Legalism ultimately reduced the importance of charisma, and thus the burden on the ruler. In Shen Buhai and Han Fei's programs, intelligent ministers were the ruler's most important aid; the minister’s duty was to understand specific affairs, and the ruler was responsible for correctly judging the performance of ministers, something Han Fei recommended be legally systematized. Rather then rely too much on his own judgement, plans could be judged by their results, and rewarded or penalized systematically. Officials could judged by their concurrence or rejection of proposed programs.

Shen Dao and Power[edit]

Around the same time as Shen Buhai, Warring States realist Shen Dao emphasized that the head of state was endowed with shi, the "mystery of authority". Chinese Realists recognized that the Emperor’s very figure brought legitimacy, but it is the position of rulers that is powerful, not the rulers themselves. Shen Dao and later Han Fei wrote that the ruler alone should hold the powers of reward and penalty; if anyone freely exercised one or the other, they would usurp if not ruin the state for private benefit. Under the later Han Fei, these should not be executed except by the ruler's legal code.

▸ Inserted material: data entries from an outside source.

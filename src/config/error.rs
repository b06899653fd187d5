//! Configuration error types.

use owo_colors::OwoColorize;
use std::fmt;
use std::path::PathBuf;
use thiserror::Error;

/// Configuration-related errors
#[derive(Debug, Error)]
pub enum ConfigError {
    #[error("IO error when reading `{0}`")]
    Io(PathBuf, #[source] std::io::Error),

    #[error("config file parsing error in `{0}`")]
    Toml(PathBuf, #[source] toml::de::Error),

    #[error("config file `{0}` not found")]
    NotFound(PathBuf),

    // No #[from] here: source() would duplicate the report output
    #[error("{0}")]
    Diagnostics(ConfigDiagnostics),
}

/// A single configuration diagnostic
#[derive(Debug, Clone)]
pub struct ConfigDiagnostic {
    /// Config field path (e.g., "site.default_locale")
    pub field: &'static str,
    pub message: String,
    pub hint: Option<String>,
}

impl fmt::Display for ConfigDiagnostic {
    fn fmt(&self, f: &mut fmt::Formatter<'_>) -> fmt::Result {
        writeln!(f, "{}{}{}", "[".dimmed(), self.field.cyan(), "]".dimmed())?;
        write!(f, "{} {}", "→".red(), self.message)?;
        if let Some(hint) = &self.hint {
            write!(f, "\n  {} {}", "hint:".yellow(), hint)?;
        }
        Ok(())
    }
}

/// Collected validation errors, reported all at once.
#[derive(Debug, Default)]
pub struct ConfigDiagnostics {
    errors: Vec<ConfigDiagnostic>,
}

impl ConfigDiagnostics {
    pub fn new() -> Self {
        Self::default()
    }

    pub fn error(&mut self, field: &'static str, message: impl Into<String>) {
        self.errors.push(ConfigDiagnostic {
            field,
            message: message.into(),
            hint: None,
        });
    }

    pub fn error_with_hint(
        &mut self,
        field: &'static str,
        message: impl Into<String>,
        hint: impl Into<String>,
    ) {
        self.errors.push(ConfigDiagnostic {
            field,
            message: message.into(),
            hint: Some(hint.into()),
        });
    }

    pub fn len(&self) -> usize {
        self.errors.len()
    }

    pub fn errors(&self) -> &[ConfigDiagnostic] {
        &self.errors
    }

    /// Convert to Result (returns Err if there are errors).
    pub fn into_result(self) -> Result<(), ConfigError> {
        if self.errors.is_empty() {
            Ok(())
        } else {
            Err(ConfigError::Diagnostics(self))
        }
    }
}

impl fmt::Display for ConfigDiagnostics {
    fn fmt(&self, f: &mut fmt::Formatter<'_>) -> fmt::Result {
        writeln!(f, "{}\n", "config validation failed:".red().bold())?;
        for (i, err) in self.errors.iter().enumerate() {
            write!(f, "{err}")?;
            if i + 1 < self.errors.len() {
                writeln!(f, "\n")?;
            }
        }
        Ok(())
    }
}

impl std::error::Error for ConfigDiagnostics {}

#[cfg(test)]
mod tests {
    use super::*;
    use std::io::{Error, ErrorKind};

    #[test]
    fn test_config_error_display() {
        let io_err = ConfigError::Io(
            PathBuf::from("sharecard.toml"),
            Error::new(ErrorKind::NotFound, "file not found"),
        );
        let display = format!("{io_err}");
        assert!(display.contains("IO error"));
        assert!(display.contains("sharecard.toml"));
    }

    #[test]
    fn test_diagnostics_into_result() {
        assert!(ConfigDiagnostics::new().into_result().is_ok());

        let mut diag = ConfigDiagnostics::new();
        diag.error_with_hint("build.concurrency", "must be at least 1", "try 4");
        assert_eq!(diag.len(), 1);
        let err = diag.into_result().unwrap_err();
        let display = format!("{err}");
        assert!(display.contains("build.concurrency"));
        assert!(display.contains("try 4"));
    }
}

In Shen Dao's context much of his doctrine still meant military despotism and relations with a feudal aristocracy, as was the case earlier, but Shi was understood in realist texts more generally as the administrative if not statistical analysis of the trends, context, and facts. The ascertaining of such facts in congruence with the use of law and technique runs a common theme in realist texts.

Shang Yang emphasizes that the ability to bestow reward and penalty depended upon the material development of the state, and that of the security apparatus. In "Interdicts and Encouragements"[48] the Book of Lord Shang states that the correct method for obtaining knowledge for reward or penalty is power and figures, the obtaining of figures being dependent upon the power of things, such as measuring tools. Reward and penalty require consistency. If no measurement is mandatory, no figure is obtained. Yang emphasized that at the height of Shi, the need for rewards is minimized, and things are made fitting by expounding upon the system, or penalty. With a solid system one might accumulate capital even without having acquired specialists, who could pose their own problems.

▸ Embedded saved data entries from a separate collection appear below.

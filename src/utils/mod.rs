//! Shared helpers: dates, escaping, formatting, MIME types and slugs.

pub mod date;
pub mod escape;
pub mod fmt;
pub mod mime;
pub mod slug;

Legalism and private morality[edit]

Hearing virtuous words, one takes them to be capable, and on asking their partisans, one thinks that they are indeed so. Therefore, one prizes them without waiting for them to acquire actual merit, or one punishes them without waiting for them to commit crimes. How can one manage the people of an entire country in this way?

Shang Jun Shu, "Attention to Law"[49]

Far from being discrete, the Warring States Realists were very much syncretic, drawing on earlier reforms of the Han, Chu and Wei states, and the intellectual activity like that of the other three "schools". Qin Legalist's emphasis on the definition of ranks and offices contrasts with the earlier Chu dissipation for lackthereof, having used officials to establish its state but failing to define or otherwise establish roles for them.

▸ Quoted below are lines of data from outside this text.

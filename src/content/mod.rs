//! Content catalog: pages, blog posts, countries and example templates.
//!
//! Loaded from the TOML file named by `site.content`. The catalog is the only
//! source of localized copy; the resolver never hard-codes text.
//!
//! ```toml
//! [[pages]]
//! path = "/features"
//! kind = "marketing"
//! [pages.copy.en]
//! title = "Features"
//! description = "Everything you need to plan a trip."
//!
//! [[blog]]
//! slug = "packing-list"
//! source_locale = "en"
//! image = "/images/blog/packing-list.jpg"
//! [blog.copy.en]
//! title = "The only packing list you need"
//! description = "..."
//! ```

use std::{collections::BTreeMap, fs, path::Path};

use anyhow::{Context, Result};
use serde::{Deserialize, Serialize};

/// Localized copy for one route.
#[derive(Debug, Clone, Default, PartialEq, Serialize, Deserialize)]
#[serde(default)]
pub struct LocalizedCopy {
    pub title: String,
    pub description: String,
    /// Short badge text rendered above the title.
    pub pill: Option<String>,
}

#[derive(Debug, Clone, Copy, Default, PartialEq, Eq, Serialize, Deserialize)]
#[serde(rename_all = "lowercase")]
pub enum PageKind {
    #[default]
    Marketing,
    Tool,
}

/// A static marketing or tool page.
#[derive(Debug, Clone, Default, Serialize, Deserialize)]
#[serde(default)]
pub struct Page {
    /// Locale-stripped base path, e.g. `/features`.
    pub path: String,
    pub kind: PageKind,
    /// Tool pages normally canonicalize to the unprefixed path.
    pub localized_canonical: bool,
    /// Restricts the page to these locales; empty means every site locale.
    pub locales: Vec<String>,
    pub tint: Option<String>,
    pub tint_intensity: Option<f32>,
    pub copy: BTreeMap<String, LocalizedCopy>,
}

#[derive(Debug, Clone, Default, Serialize, Deserialize)]
#[serde(default)]
pub struct BlogPost {
    pub slug: String,
    /// Locale the post was written in; defaults to the site default locale.
    pub source_locale: Option<String>,
    /// Blog hero image, a site-relative path.
    pub image: Option<String>,
    pub tint: Option<String>,
    pub tint_intensity: Option<f32>,
    pub copy: BTreeMap<String, LocalizedCopy>,
}

#[derive(Debug, Clone, Default, Serialize, Deserialize)]
#[serde(default)]
pub struct Country {
    /// URL segment, e.g. `japan`.
    pub name: String,
    pub tint: Option<String>,
    pub copy: BTreeMap<String, LocalizedCopy>,
}

#[derive(Debug, Clone, Default, Serialize, Deserialize)]
#[serde(default)]
pub struct ExampleTemplate {
    pub id: String,
    pub source_locale: Option<String>,
    pub tint: Option<String>,
    pub copy: BTreeMap<String, LocalizedCopy>,
}

/// Section badges per locale, used when a route's copy has no pill.
#[derive(Debug, Clone, Serialize, Deserialize)]
#[serde(default)]
pub struct Labels {
    pub blog: String,
    pub country: String,
    pub example: String,
    pub inspirations: String,
    pub shared_trip: String,
}

impl Default for Labels {
    fn default() -> Self {
        Self {
            blog: "Blog".into(),
            country: "Destination".into(),
            example: "Example trip".into(),
            inspirations: "Inspirations".into(),
            shared_trip: "Shared Trip".into(),
        }
    }
}

#[derive(Debug, Clone, Default, Serialize, Deserialize)]
#[serde(default)]
pub struct ContentCatalog {
    pub pages: Vec<Page>,
    pub blog: Vec<BlogPost>,
    pub countries: Vec<Country>,
    pub examples: Vec<ExampleTemplate>,
    pub labels: BTreeMap<String, Labels>,
}

impl ContentCatalog {
    pub fn load(path: &Path) -> Result<Self> {
        let content = fs::read_to_string(path)
            .with_context(|| format!("failed to read content catalog `{}`", path.display()))?;
        Self::parse(&content)
            .with_context(|| format!("invalid content catalog `{}`", path.display()))
    }

    pub fn parse(content: &str) -> Result<Self> {
        let mut catalog: Self = toml::from_str(content)?;
        for page in &mut catalog.pages {
            page.path = normalize_base(&page.path);
        }
        Ok(catalog)
    }

    pub fn page(&self, base: &str) -> Option<&Page> {
        self.pages.iter().find(|p| p.path == base)
    }

    pub fn blog_post(&self, slug: &str) -> Option<&BlogPost> {
        self.blog.iter().find(|p| p.slug == slug)
    }

    pub fn country(&self, name: &str) -> Option<&Country> {
        self.countries
            .iter()
            .find(|c| c.name.eq_ignore_ascii_case(name))
    }

    pub fn example(&self, id: &str) -> Option<&ExampleTemplate> {
        self.examples.iter().find(|e| e.id == id)
    }

    /// Section labels for `locale`, falling back to `fallback` and then English.
    pub fn labels(&self, locale: &str, fallback: &str) -> Labels {
        self.labels
            .get(locale)
            .or_else(|| self.labels.get(fallback))
            .cloned()
            .unwrap_or_default()
    }
}

fn normalize_base(path: &str) -> String {
    let trimmed = path.trim().trim_end_matches('/');
    if trimmed.is_empty() {
        "/".to_string()
    } else if trimmed.starts_with('/') {
        trimmed.to_string()
    } else {
        format!("/{trimmed}")
    }
}

/// Small catalog shared by resolver and batch tests.
#[cfg(test)]
pub fn test_catalog() -> ContentCatalog {
    ContentCatalog::parse(
        r#"
[[pages]]
path = "/"
[pages.copy.en]
title = "Plan trips together"
description = "Collaborative itineraries with maps."
[pages.copy.de]
title = "Reisen gemeinsam planen"
description = "Gemeinsame Reisepläne mit Karten."

[[pages]]
path = "/features"
[pages.copy.en]
title = "Features"
description = "Everything you need to plan a trip."
pill = "Product"
[pages.copy.de]
title = "Funktionen"
description = "Alles, was du für deine Reise brauchst."
pill = "Produkt"

[[pages]]
path = "/planner/"
kind = "tool"
[pages.copy.en]
title = "Trip planner"
description = "Drag stops onto a timeline."
[pages.copy.de]
title = "Reiseplaner"
description = "Stopps auf eine Zeitleiste ziehen."

[[blog]]
slug = "packing-list"
image = "/images/blog/packing-list.jpg"
[blog.copy.en]
title = "The only packing list you need"
description = "Pack light, travel far."

[[blog]]
slug = "wanderwege"
source_locale = "de"
[blog.copy.de]
title = "Die schönsten Wanderwege"
description = "Unterwegs in den Alpen."

[[countries]]
name = "japan"
[countries.copy.en]
title = "Japan"
description = "Temples, trains and ramen."
[countries.copy.de]
title = "Japan"
description = "Tempel, Züge und Ramen."

[[examples]]
id = "kyoto-weekend"
[examples.copy.en]
title = "A weekend in Kyoto"
description = "Two days of gardens."

[labels.de]
blog = "Blog"
country = "Reiseziel"
example = "Beispielreise"
inspirations = "Inspirationen"
shared_trip = "Geteilte Reise"
"#,
    )
    .unwrap()
}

The hierarchical methods of the international Mohist school and Legalism related, both being antithetical to tradition,[50] having argued the primacy of authority outside the family. Much of Mohism was concerned with political philosophy and, like Legalism proponents, emphasized the meritocratic rather than aristocratic form of government that would be more likely get them into the offices of foreign states.

Though there were exchanges between them, later Realists (Legalists) sometimes rejected or even vilified Confucianism's private morality (or Mohism's watchful justice of ghosts). Confucianism emphasized family alliances,[51] ritual and considers morality in a context of cultivating "virtue" quite apart from law, or otherwise tried to extract its service thereto. Being melded with the conservative order, Warring State's period Realists, especially Shang Yang Legalism, flouted traditional and Confucian moralities in-order to advance reform. Sometimes considered foolish or unacceptable to state interests, Legalist's like Shang Yang restricted patrilineal descent to render such things utilitarian to the state, though the Qin still used patrilineal descent in their reward schemata, especially in the military.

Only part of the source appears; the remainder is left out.